ロモソルーンはそれを横目に見ながらウォルターの方へと移動する。
『実際、奥さんには感謝している。』
先日、ロモソルーンに付けられた傷の為動けず伏せるウォルターにロモソルーンはあたまを下げた。
『ルメラ殿があの場を壊してくれなかったら、俺が飲み屋の壁をぶち破ってあの三馬鹿どもを広場の噴水に投げ込んでいた』
ドラゴンの言葉しか話さないロモソルーンにウォルターはやはりドラゴンの言葉で返した。
『なんの、ウチのはただの天然だよ。』
『どうだかな。』
よこで張り付いていたルメラが
「あー!。ずるい!。
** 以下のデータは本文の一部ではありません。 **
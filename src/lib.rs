/*!
# Hush RPC

Client-side implementation of the gRPC-Web wire format and the Protocol
Buffers wire encoding used by the Hush Feeds blockchain messaging server.
There is no generated protobuf toolchain here: the varint codec, the
tag/wire-type parsing, the 5-byte gRPC-Web framing, and every per-RPC
request builder and response parser are written by hand against the server's
proto schemas.

The layering, leaf first: `wire` (varints, field tags, cursor reader/writer),
`grpcweb` (data/trailer frames, grpc-status extraction), `transport` (the
HTTP POST), `rpc` (one codec pair per RPC), and `service` (typed async
façades grouped by gRPC service). Everything below the transport is a pure
function over byte buffers; one request/response cycle shares no state with
any other.

# Usage

```no_run
use std::sync::Arc;
use hush_rpc::service::HushClient;
use hush_rpc::settings::Settings;

# async fn example() -> hush_rpc::Result<()> {
let settings = Arc::new(Settings::load("config")?);
let client = HushClient::new(settings);
let height = client.blockchain.get_blockchain_height().await?;
println!("chain height: {}", height);
# Ok(())
# }
```
*/
pub mod error;
pub mod events;
pub mod grpcweb;
pub mod rpc;
pub mod service;
pub mod settings;
pub mod transport;
pub mod types;
pub mod wire;

pub use error::{Error, WireError};

pub type Result<T> = std::result::Result<T, Error>;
旦那様達ってばドラゴン語で内緒ばなししてる!」
と、ふざけて騒ぎだした。
はしゃぐルメラに構わずロモソルーンは話を続ける。
『成果は成果さ。シェルが泣かずに済んだ礼だ。受け取ってくれ。』
ドラゴン同士の決闘で着いた傷は傷をつけたドラゴンしか癒してはならないのが決まりだ。
ロモソルーンは自分がつけたウォルターの傷に回復魔法をかけた。
あっという間に傷が癒える。
『5歳そこそこの小童が・・・粋な事をしてくれるじゃないか。』
その見事な魔法の技量にウォルターが悔しそうに憎まれ口をたたいた。
「あら、内緒話で傷を癒したの?」
『ウォルター、あんたは一つ誤解している』
「まだ内緒話を続けるの?ずるい!ずるわぁ!よし、シェル君私たちも内緒話しよう。」
「え?何事ですか?!ルメラさん?」
ワケがわかっていないシェルを引きずる様に向こうの診察スペースに連れて行ってしまった。
『あ。オイ!ウォルターの嫁さん、ウチのを何処に連れて行く気だ。』
言いかけた言葉を放り出し、ロモソルーンは慌ててシェルを追いかけた。